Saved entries

━━━━

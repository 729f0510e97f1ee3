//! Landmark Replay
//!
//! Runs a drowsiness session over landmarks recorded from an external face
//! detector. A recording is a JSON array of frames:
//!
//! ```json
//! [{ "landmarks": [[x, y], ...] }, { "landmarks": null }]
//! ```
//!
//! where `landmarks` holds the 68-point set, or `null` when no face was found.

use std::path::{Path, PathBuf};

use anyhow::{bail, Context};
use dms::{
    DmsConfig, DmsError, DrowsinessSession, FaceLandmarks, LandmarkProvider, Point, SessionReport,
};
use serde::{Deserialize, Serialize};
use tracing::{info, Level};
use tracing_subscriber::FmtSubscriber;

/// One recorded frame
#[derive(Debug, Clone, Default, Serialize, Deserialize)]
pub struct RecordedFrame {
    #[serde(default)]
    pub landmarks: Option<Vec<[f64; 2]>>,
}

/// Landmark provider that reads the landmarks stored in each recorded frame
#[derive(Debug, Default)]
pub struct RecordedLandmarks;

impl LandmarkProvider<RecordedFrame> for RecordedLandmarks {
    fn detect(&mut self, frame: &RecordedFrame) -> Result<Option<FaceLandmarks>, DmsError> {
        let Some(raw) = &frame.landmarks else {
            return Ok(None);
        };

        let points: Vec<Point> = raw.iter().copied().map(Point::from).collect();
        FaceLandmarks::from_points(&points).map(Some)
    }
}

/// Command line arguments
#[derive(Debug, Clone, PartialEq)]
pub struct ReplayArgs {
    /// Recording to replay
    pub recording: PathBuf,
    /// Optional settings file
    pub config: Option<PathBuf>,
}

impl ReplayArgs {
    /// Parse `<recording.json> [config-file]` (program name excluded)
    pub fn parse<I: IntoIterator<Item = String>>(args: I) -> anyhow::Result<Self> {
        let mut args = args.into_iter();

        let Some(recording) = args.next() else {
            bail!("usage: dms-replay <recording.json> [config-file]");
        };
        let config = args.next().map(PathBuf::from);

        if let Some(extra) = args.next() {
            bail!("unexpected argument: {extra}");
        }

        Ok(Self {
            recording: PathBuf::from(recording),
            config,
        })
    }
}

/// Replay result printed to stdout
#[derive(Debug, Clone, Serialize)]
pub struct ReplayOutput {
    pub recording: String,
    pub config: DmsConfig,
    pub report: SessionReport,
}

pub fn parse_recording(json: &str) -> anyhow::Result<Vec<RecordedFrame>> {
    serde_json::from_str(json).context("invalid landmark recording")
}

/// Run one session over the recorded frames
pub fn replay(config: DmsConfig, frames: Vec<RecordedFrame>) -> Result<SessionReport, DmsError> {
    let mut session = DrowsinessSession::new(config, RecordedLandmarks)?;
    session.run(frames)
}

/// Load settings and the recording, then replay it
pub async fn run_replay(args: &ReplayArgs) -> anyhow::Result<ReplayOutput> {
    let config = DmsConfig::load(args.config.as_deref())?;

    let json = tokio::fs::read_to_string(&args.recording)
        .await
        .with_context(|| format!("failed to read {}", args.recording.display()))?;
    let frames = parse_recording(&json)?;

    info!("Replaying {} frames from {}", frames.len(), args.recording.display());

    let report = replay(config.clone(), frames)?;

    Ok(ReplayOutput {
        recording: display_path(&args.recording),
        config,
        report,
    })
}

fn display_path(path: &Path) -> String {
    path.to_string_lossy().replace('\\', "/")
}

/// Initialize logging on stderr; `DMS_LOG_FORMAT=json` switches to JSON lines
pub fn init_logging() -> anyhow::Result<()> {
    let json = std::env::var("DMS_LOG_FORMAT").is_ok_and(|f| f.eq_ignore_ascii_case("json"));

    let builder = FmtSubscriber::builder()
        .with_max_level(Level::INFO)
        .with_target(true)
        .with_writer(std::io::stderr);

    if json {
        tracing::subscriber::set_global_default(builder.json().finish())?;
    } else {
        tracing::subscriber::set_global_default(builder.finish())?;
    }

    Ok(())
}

━━━━

## Task item
Give an exact reproduction of the lines from the one with "let builder = FmtSubscriber::builder()" to the final line of the entries, including both.

## Your response
    let builder = FmtSubscriber::builder()
        .with_max_level(Level::INFO)
        .with_target(true)
        .with_writer(std::io::stderr);

    if json {
        tracing::subscriber::set_global_default(builder.json().finish())?;
    } else {
        tracing::subscriber::set_global_default(builder.finish())?;
    }

    Ok(())
}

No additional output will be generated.